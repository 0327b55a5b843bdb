//! Fatal generation errors.
//!
//! Every variant aborts the whole run; nothing here is recovered locally.
//! Recoverable anomalies (bad identifiers, missing `items`/`returns`) never
//! become errors, they are worked around by the renderer.
use thiserror::Error;

use crate::path_id::PathId;

#[derive(Debug, Error)]
pub enum RenderError {
    #[error("unsupported type at {id}: {node}")]
    Unsupported { id: PathId, node: String },

    #[error("nodoc node reached the renderer at {id}")]
    NodocReached { id: PathId },

    #[error("enum at {id} has no members")]
    EmptyEnum { id: PathId },

    #[error("enum at {id} must be of type string or integer, got {ty:?}")]
    BadEnumType { id: PathId, ty: Option<String> },

    #[error("choices at {id} has no alternatives")]
    EmptyChoices { id: PathId },

    #[error("inline function at {id} cannot declare returns_async")]
    InlineAsync { id: PathId },

    #[error("$ref template value at {id} must be an array: {value}")]
    BadTemplateValue { id: PathId, value: String },

    #[error("function at {id} has no name")]
    UnnamedFunction { id: PathId },

    #[error("array at {id} has minItems {min} > maxItems {max}")]
    ArrayBounds { id: PathId, min: u32, max: u32 },

    #[error("returns_async at {id} declares {count} result parameters, at most one is supported")]
    AsyncArity { id: PathId, count: usize },

    #[error("invalid input: {0}")]
    Input(String),
}

pub type Result<T, E = RenderError> = std::result::Result<T, E>;

impl RenderError {
    /// Build an `Unsupported` error carrying a compact JSON dump of the node.
    pub fn unsupported<T: serde::Serialize>(id: &PathId, node: &T) -> Self {
        let node = serde_json::to_string(node).unwrap_or_else(|error| format!("<unprintable: {error}>"));
        RenderError::Unsupported { id: id.clone(), node }
    }
}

□ □ □ □ □

■ WHAT THE TASK ASKS ■
Would you restate the material above word for word?

■ SOLVED EXERCISE ■
repository 0327b55a5b843bdb
//! Fatal generation errors.
//!
//! Every variant aborts the whole run; nothing here is recovered locally.
//! Recoverable anomalies (bad identifiers, missing `items`/`returns`) never
//! become errors, they are worked around by the renderer.
use thiserror::Error;

use crate::path_id::PathId;

#[derive(Debug, Error)]
pub enum RenderError {
    #[error("unsupported type at {id}: {node}")]
    Unsupported { id: PathId, node: String },

    #[error("nodoc node reached the renderer at {id}")]
    NodocReached { id: PathId },

    #[error("enum at {id} has no members")]
    EmptyEnum { id: PathId },

    #[error("enum at {id} must be of type string or integer, got {ty:?}")]
    BadEnumType { id: PathId, ty: Option<String> },

    #[error("choices at {id} has no alternatives")]
    EmptyChoices { id: PathId },

    #[error("inline function at {id} cannot declare returns_async")]
    InlineAsync { id: PathId },

    #[error("$ref template value at {id} must be an array: {value}")]
    BadTemplateValue { id: PathId, value: String },

    #[error("function at {id} has no name")]
    UnnamedFunction { id: PathId },

    #[error("array at {id} has minItems {min} > maxItems {max}")]
    ArrayBounds { id: PathId, min: u32, max: u32 },

    #[error("returns_async at {id} declares {count} result parameters, at most one is supported")]
    AsyncArity { id: PathId, count: usize },

    #[error("invalid input: {0}")]
    Input(String),
}

pub type Result<T, E = RenderError> = std::result::Result<T, E>;

impl RenderError {
    /// Build an `Unsupported` error carrying a compact JSON dump of the node.
    pub fn unsupported<T: serde::Serialize>(id: &PathId, node: &T) -> Self {
        let node = serde_json::to_string(node).unwrap_or_else(|error| format!("<unprintable: {error}>"));
        RenderError::Unsupported { id: id.clone(), node }
    }
}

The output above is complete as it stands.